Once there is full coverage, the card will be compulsory for access to any and all public services.

Posted by david at 03:00 AM | Comments (0)

April 07, 2004

For the Healing of Soul and Body

Having been unable to blog for the last few days, I don't know where to start again. It has been a usual Holy Week for us, with only one service and that was tonight with the Service of Anointing. Our community considered having a Paschal service, but it didn't seem that there would be enough of us there and there is always the problem of using another church's facility, as we do.

I'm glad we have the Anointing, and I'm glad to have it after I've seen Mel Gibson's film which opens with words of Isaiah 53. This all brings together the healing work of the Christ's Passion. However, as I have moved away from Western soteriology, I think I have a better understanding of Isaiah 53.

It also helps that in the last few weeks, I have been present at two Chrismation services. One of at our 21st March Liturgy and the other was in Shrewbury on Lazarus Saturday at the Vespers of Palm Sunday. I noticed that the words spoken during the anointing in the service as the same as those during Chrismation, "For the healing of soul and body."

By his stripes we were healed. As a good charismatic, I grew up with that verse. And it is true that God does many healing miracles on the body.
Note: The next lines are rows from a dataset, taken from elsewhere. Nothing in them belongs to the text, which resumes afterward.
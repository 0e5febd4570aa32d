//! Cursor pagination over an integer ordering key.
//!
//! Cursors are `base64url(key:value:hmac)` tokens. The HMAC-SHA256 signature
//! binds the value to the ordering key so a token issued for another key, or
//! edited by hand, is rejected as a validation error instead of silently
//! moving the window.

use base64::{engine::general_purpose::URL_SAFE_NO_PAD, Engine as _};
use hmac::{Hmac, Mac};
use rand::RngCore;
use serde::{Deserialize, Serialize};
use sha2::Sha256;

use crate::error::{ApiError, ApiResult};
use crate::models::Tutorial;

type HmacSha256 = Hmac<Sha256>;

/// Ordering column used by the published listing.
pub const ORDERING_KEY: &str = "id";
pub const DEFAULT_PAGE_LIMIT: i64 = 10;
pub const MAX_PAGE_LIMIT: i64 = 100;

/// Items that can be positioned by a cursor.
pub trait CursorKey {
    fn cursor_key(&self) -> i32;
}

impl CursorKey for Tutorial {
    fn cursor_key(&self) -> i32 {
        self.id
    }
}

/// Encodes and decodes signed cursors for one ordering key.
#[derive(Clone)]
pub struct CursorCodec {
    key: String,
    mac: HmacSha256,
}

impl std::fmt::Debug for CursorCodec {
    fn fmt(&self, f: &mut std::fmt::Formatter<'_>) -> std::fmt::Result {
        f.debug_struct("CursorCodec").field("key", &self.key).finish()
    }
}

impl CursorCodec {
    pub fn new(key: impl Into<String>, secret: &[u8]) -> anyhow::Result<Self> {
        let mac = HmacSha256::new_from_slice(secret)
            .map_err(|_| anyhow::anyhow!("cursor secret has an invalid length"))?;
        Ok(Self {
            key: key.into(),
            mac,
        })
    }

    /// Codec with a 32-byte secret drawn at start-up. Cursors do not survive a restart.
    pub fn with_random_secret(key: impl Into<String>) -> anyhow::Result<Self> {
        let mut secret = [0u8; 32];
        rand::thread_rng().fill_bytes(&mut secret);
        Self::new(key, &secret)
    }

    pub fn key(&self) -> &str {
        &self.key
    }

    fn sign(&self, payload: &str) -> HmacSha256 {
        let mut mac = self.mac.clone();
        mac.update(payload.as_bytes());
        mac
    }

    pub fn encode(&self, value: i32) -> String {
        let payload = format!("{}:{}", self.key, value);
        let signature = hex::encode(self.sign(&payload).finalize().into_bytes());
        URL_SAFE_NO_PAD.encode(format!("{}:{}", payload, signature))
    }

    /// Decodes `cursor`, reporting failures against the query parameter `field`.
    pub fn decode(&self, field: &str, cursor: &str) -> ApiResult<i32> {
        let invalid = |reason: &str| ApiError::validation(field, reason);

        let bytes = URL_SAFE_NO_PAD
            .decode(cursor.trim())
            .map_err(|_| invalid("Invalid cursor"))?;
        let text = String::from_utf8(bytes).map_err(|_| invalid("Invalid cursor encoding"))?;

        // key:value:signature
        let mut parts = text.rsplitn(3, ':');
        let (signature, value, key) = match (parts.next(), parts.next(), parts.next()) {
            (Some(signature), Some(value), Some(key)) => (signature, value, key),
            _ => return Err(invalid("Malformed cursor")),
        };

        if key != self.key {
            return Err(invalid(&format!(
                "Cursor was not issued for ordering key '{}'",
                self.key
            )));
        }

        let provided = hex::decode(signature).map_err(|_| invalid("Invalid cursor signature"))?;
        self.sign(&format!("{}:{}", key, value))
            .verify_slice(&provided)
            .map_err(|_| invalid("Cursor integrity check failed"))?;

        value.parse::<i32>().map_err(|_| invalid("Invalid cursor value"))
    }
}

/// Query string of the paginated listing.
#[derive(Debug, Default, Deserialize)]
pub struct PageQuery {
    pub after: Option<String>,
    pub before: Option<String>,
    pub limit: Option<i64>,
}

#[derive(Debug, Clone, Copy, PartialEq, Eq)]
pub enum Position {
    After(i32),
    Before(i32),
}

/// A decoded, bounded request for one page.
#[derive(Debug, Clone, Copy, PartialEq, Eq)]
pub struct PageWindow {
    pub position: Option<Position>,
    pub limit: i64,
}

impl Default for PageWindow {
    fn default() -> Self {
        Self {
            position: None,
            limit: DEFAULT_PAGE_LIMIT,
        }
    }
}

fn non_blank(value: &Option<String>) -> Option<&str> {
    value.as_deref().map(str::trim).filter(|v| !v.is_empty())
}

impl PageWindow {
    pub fn from_query(query: &PageQuery, codec: &CursorCodec) -> ApiResult<Self> {
        let limit = query.limit.unwrap_or(DEFAULT_PAGE_LIMIT);
        if !(1..=MAX_PAGE_LIMIT).contains(&limit) {
            return Err(ApiError::validation(
                "limit",
                format!("limit must be between 1 and {}", MAX_PAGE_LIMIT),
            ));
        }

        let position = match (non_blank(&query.after), non_blank(&query.before)) {
            (Some(_), Some(_)) => {
                return Err(ApiError::validation(
                    "before",
                    "after and before can not be combined",
                ))
            }
            (Some(after), None) => Some(Position::After(codec.decode("after", after)?)),
            (None, Some(before)) => Some(Position::Before(codec.decode("before", before)?)),
            (None, None) => None,
        };

        Ok(Self { position, limit })
    }
}

/// Raw result of a windowed query, as returned by a store.
///
/// `items` are in ascending key order. `cursor_count` counts the matching rows
/// on the cursor side of the window, or all matching rows without a cursor.
#[derive(Debug, Clone, PartialEq)]
pub struct WindowRows<T> {
    pub items: Vec<T>,
    pub total_count: i64,
    pub cursor_count: i64,
}

#[derive(Debug, Clone, PartialEq, Serialize, Deserialize)]
#[serde(rename_all = "camelCase")]
pub struct PageInfo {
    pub has_next_page: bool,
    pub has_previous_page: bool,
    pub start_cursor: Option<String>,
    pub end_cursor: Option<String>,
}

/// Response body of the paginated listing.
#[derive(Debug, Clone, PartialEq, Serialize, Deserialize)]
#[serde(rename_all = "camelCase")]
pub struct Page<T> {
    pub data: Vec<T>,
    pub total_count: i64,
    pub page_info: PageInfo,
}

impl<T: CursorKey> Page<T> {
    pub fn assemble(window: &PageWindow, rows: WindowRows<T>, codec: &CursorCodec) -> Self {
        let remaining = rows.cursor_count - rows.items.len() as i64;
        let outside = rows.total_count - rows.cursor_count;

        let (has_next_page, has_previous_page) = match window.position {
            Some(Position::Before(_)) => (outside > 0, remaining > 0),
            Some(Position::After(_)) | None => (remaining > 0, outside > 0),
        };

        let page_info = PageInfo {
            has_next_page,
            has_previous_page,
            start_cursor: rows.items.first().map(|item| codec.encode(item.cursor_key())),
            end_cursor: rows.items.last().map(|item| codec.encode(item.cursor_key())),
        };

        Page {
            data: rows.items,
            total_count: rows.total_count,
            page_info,
        }
    }
}

#[cfg(test)]
mod tests {
    use super::*;

    #[derive(Debug, PartialEq)]
    struct Row(i32);

    impl CursorKey for Row {
        fn cursor_key(&self) -> i32 {
            self.0
        }
    }

    fn codec() -> CursorCodec {
        CursorCodec::new(ORDERING_KEY, b"pagination-test-secret").unwrap()
    }

    fn field_of(err: ApiError) -> String {
        match err {
            ApiError::Validation(errors) => errors[0].field.clone(),
            other => panic!("expected validation error, got {:?}", other),
        }
    }

    #[test]
    fn test_cursor_round_trip() {
        let codec = codec();
        for value in [1, 42, i32::MAX, -3] {
            let cursor = codec.encode(value);
            assert_eq!(codec.decode("after", &cursor).unwrap(), value);
        }
        assert_eq!(codec.encode(5), codec.encode(5));
    }

    #[test]
    fn test_cursor_from_other_key_is_rejected() {
        let other = CursorCodec::new("title", b"pagination-test-secret").unwrap();
        let cursor = other.encode(5);
        assert_eq!(field_of(codec().decode("after", &cursor).unwrap_err()), "after");
    }

    #[test]
    fn test_tampered_cursor_is_rejected() {
        let codec = codec();
        let text = String::from_utf8(URL_SAFE_NO_PAD.decode(codec.encode(5)).unwrap()).unwrap();
        let forged = URL_SAFE_NO_PAD.encode(text.replacen("id:5", "id:6", 1));

        assert!(codec.decode("before", &forged).is_err());
        assert!(codec.decode("before", "not a cursor!").is_err());
        assert!(codec.decode("before", &URL_SAFE_NO_PAD.encode("id:5")).is_err());

        let foreign = CursorCodec::new(ORDERING_KEY, b"another-secret").unwrap();
        assert!(codec.decode("before", &foreign.encode(5)).is_err());
    }

    #[test]
    fn test_window_from_query() {
        let codec = codec();

        let window = PageWindow::from_query(&PageQuery::default(), &codec).unwrap();
        assert_eq!(window, PageWindow::default());

        let query = PageQuery {
            after: Some(codec.encode(4)),
            limit: Some(2),
            ..Default::default()
        };
        let window = PageWindow::from_query(&query, &codec).unwrap();
        assert_eq!(window.position, Some(Position::After(4)));
        assert_eq!(window.limit, 2);

        let blank = PageQuery {
            after: Some(String::new()),
            before: Some(codec.encode(9)),
            ..Default::default()
        };
        let window = PageWindow::from_query(&blank, &codec).unwrap();
        assert_eq!(window.position, Some(Position::Before(9)));
    }

    #[test]
    fn test_window_rejects_bad_queries() {
        let codec = codec();

        let both = PageQuery {
            after: Some(codec.encode(1)),
            before: Some(codec.encode(3)),
            limit: None,
        };
        assert_eq!(field_of(PageWindow::from_query(&both, &codec).unwrap_err()), "before");

        for limit in [0, -1, MAX_PAGE_LIMIT + 1] {
            let query = PageQuery {
                limit: Some(limit),
                ..Default::default()
            };
            assert_eq!(field_of(PageWindow::from_query(&query, &codec).unwrap_err()), "limit");
        }
    }

    #[test]
    fn test_assemble_first_page() {
        let codec = codec();
        let window = PageWindow { position: None, limit: 2 };
        let rows = WindowRows {
            items: vec![Row(1), Row(2)],
            total_count: 5,
            cursor_count: 5,
        };

        let page = Page::assemble(&window, rows, &codec);
        assert_eq!(page.total_count, 5);
        assert!(page.page_info.has_next_page);
        assert!(!page.page_info.has_previous_page);
        assert_eq!(page.page_info.start_cursor, Some(codec.encode(1)));
        assert_eq!(page.page_info.end_cursor, Some(codec.encode(2)));
    }

    #[test]
    fn test_assemble_last_page_after_cursor() {
        let codec = codec();
        let window = PageWindow { position: Some(Position::After(4)), limit: 2 };
        let rows = WindowRows {
            items: vec![Row(5)],
            total_count: 5,
            cursor_count: 1,
        };

        let page = Page::assemble(&window, rows, &codec);
        assert!(!page.page_info.has_next_page);
        assert!(page.page_info.has_previous_page);
    }

    #[test]
    fn test_assemble_before_cursor() {
        let codec = codec();
        let window = PageWindow { position: Some(Position::Before(4)), limit: 2 };
        let rows = WindowRows {
            items: vec![Row(2), Row(3)],
            total_count: 5,
            cursor_count: 3,
        };

        let page = Page::assemble(&window, rows, &codec);
        assert!(page.page_info.has_next_page);
        assert!(page.page_info.has_previous_page);
    }

    #[test]
    fn test_assemble_empty_page() {
        let codec = codec();
        let rows: WindowRows<Row> = WindowRows {
            items: vec![],
            total_count: 0,
            cursor_count: 0,
        };

        let page = Page::assemble(&PageWindow::default(), rows, &codec);
        assert!(page.data.is_empty());
        assert_eq!(page.page_info.start_cursor, None);
        assert_eq!(page.page_info.end_cursor, None);
        assert!(!page.page_info.has_next_page);
        assert!(!page.page_info.has_previous_page);
    }

    #[test]
    fn test_page_serialization_shape() {
        let codec = codec();
        let rows = WindowRows {
            items: vec![Row(1)],
            total_count: 1,
            cursor_count: 1,
        };
        let page = Page::assemble(&PageWindow::default(), rows, &codec);
        let page = Page {
            data: page.data.into_iter().map(|r| r.0).collect::<Vec<_>>(),
            total_count: page.total_count,
            page_info: page.page_info,
        };

        let json = serde_json::to_value(&page).unwrap();
        assert_eq!(json["data"], serde_json::json!([1]));
        assert_eq!(json["totalCount"], 1);
        assert_eq!(json["pageInfo"]["hasNextPage"], false);
        assert!(json["pageInfo"]["startCursor"].is_string());
    }
}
It is entirely out of context to say that Isaiah is referring primarily to the healing of physical infirmities. It is because of our transgressions and iniquities that we need healing. Salvation is a healing process of taking a soul injured by sin and making it whole again.

Posted by david at 11:54 PM | Comments (0)

Up and Almost Running

Well, I have the blogging back, but my MT Blacklist is not working. I have been gotten lots of spam porn ads in comments and have to delete them one at a time. Until I can get this situation rectified and get Blacklist up and running again, I have to turn off comments.
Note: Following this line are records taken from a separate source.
// Store module
// Repository seam between the HTTP handlers and persistence

pub mod memory;

use async_trait::async_trait;

use crate::error::ApiResult;
use crate::models::{NewTutorial, Tutorial, TutorialChanges};
use crate::pagination::{PageWindow, WindowRows};

pub use memory::MemoryStore;

/// Persistence operations for tutorials.
///
/// Built once at start-up and shared with the router as `Arc<dyn TutorialStore>`.
/// Mutations report the number of affected rows; callers decide what zero means.
#[async_trait]
pub trait TutorialStore: Send + Sync {
    /// Cheap liveness probe.
    async fn ping(&self) -> ApiResult<()>;

    async fn create(&self, tutorial: NewTutorial) -> ApiResult<Tutorial>;

    /// All tutorials, optionally restricted to titles containing `title_filter`
    /// (case-insensitive).
    async fn find_all(&self, title_filter: Option<&str>) -> ApiResult<Vec<Tutorial>>;

    async fn find_by_id(&self, id: i32) -> ApiResult<Option<Tutorial>>;

    async fn update(&self, id: i32, changes: &TutorialChanges) -> ApiResult<u64>;

    async fn delete(&self, id: i32) -> ApiResult<u64>;

    async fn delete_all(&self) -> ApiResult<u64>;

    /// One window of published tutorials ordered by ascending id.
    async fn find_published(&self, window: &PageWindow) -> ApiResult<WindowRows<Tutorial>>;
}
I hope to have comments open again very soon.

Posted by david at 01:46 AM | Comments (0)

April 06, 2004

This is Only a Test

I'm just testing to see if my blog is working correctly.

It worked.

Posted by david at 11:15 PM | Comments (1)

April 04, 2004

Trouble with Comment Spam

My web host has made some changes which are keeping me from rebuilding my site when I delete spam comments. If anything particularly rude is found, please accept my apologies until it can be eradicated.

Posted by david at 08:51 PM | Comments (0)

April 03, 2004

Many Years!

It is days like today when the distance across the Atlantic is at its greatest. My father turns 72 today. May God grant him many years! (This is altogether likely, as he shows no signs of slowing down.)
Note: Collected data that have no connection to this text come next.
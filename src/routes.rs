use axum::{routing::get, Router};
use std::sync::Arc;

use crate::{
    config::HttpConfig,
    handlers::{
        health_check,
        tutorials::{
            create_tutorial, delete_all_tutorials, delete_tutorial, find_all_published,
            find_all_tutorials, find_one_tutorial, update_tutorial,
        },
    },
    middleware::create_middleware_stack,
    pagination::CursorCodec,
    store::TutorialStore,
};

/// Shared state handed to every handler
#[derive(Clone)]
pub struct AppState {
    pub store: Arc<dyn TutorialStore>,
    pub cursors: Arc<CursorCodec>,
}

impl AppState {
    pub fn new(store: Arc<dyn TutorialStore>, cursors: CursorCodec) -> Self {
        Self {
            store,
            cursors: Arc::new(cursors),
        }
    }
}

/// Create the Axum router with all endpoints and middleware
pub fn create_router(state: AppState, http: &HttpConfig) -> Router {
    Router::new()
        // Health check endpoint
        .route("/health", get(health_check))
        // Tutorial endpoints
        .route(
            "/api/tutorials",
            get(find_all_tutorials)
                .post(create_tutorial)
                .delete(delete_all_tutorials),
        )
        .route("/api/tutorials/published", get(find_all_published))
        .route(
            "/api/tutorials/:id",
            get(find_one_tutorial)
                .put(update_tutorial)
                .delete(delete_tutorial),
        )
        .with_state(state)
        .layer(create_middleware_stack(http))
}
I know a couple of presents have arrived, because we mail-ordered from Amazon.com. I hope the other one gets there in time. It would just be nicer if we could give them in person.

Posted by david at 12:16 AM | Comments (1)

April 02, 2004

Scammer in the Slammer

Has someone in Nigeria specially chosen to entrust you with millions of dollars or pounds, because they know you are honest? Are they willing to launder their hard-earned money through your bank account to keep it out of the hands of an unscrupulous government? Do they just need your bank details and you will get to keep a substantial percentage, just for being a good neighbour? Oh, and then there's an unexpected problem and they just need a little cash to facilitate freeing up the money in Africa?

In at least one of those cases, that someone was Peter Ewalefoh Okoeguale. He may not have fooled you, but he did con thousands of pounds out of victims. He wasn't in Nigeria. He was in the UK and Ireland. It was as he was about to catch the ferry from North Wales to the Irish Republic that he was caught.

According to the Press Association, "North Wales Police said that discs found on Okoeguale contained thousands of e-mail addresses and telephone numbers of companies and individuals from Scotland, the US, the Middle East, and the Far East. Using the documents officers traced 11 victims, including one in Scotland who lost up to £20,000, and a retired 72-year-old American businessman who lost $46,500."

Okoeguale was jailed for 20 months at Caernarfon Crown Court today.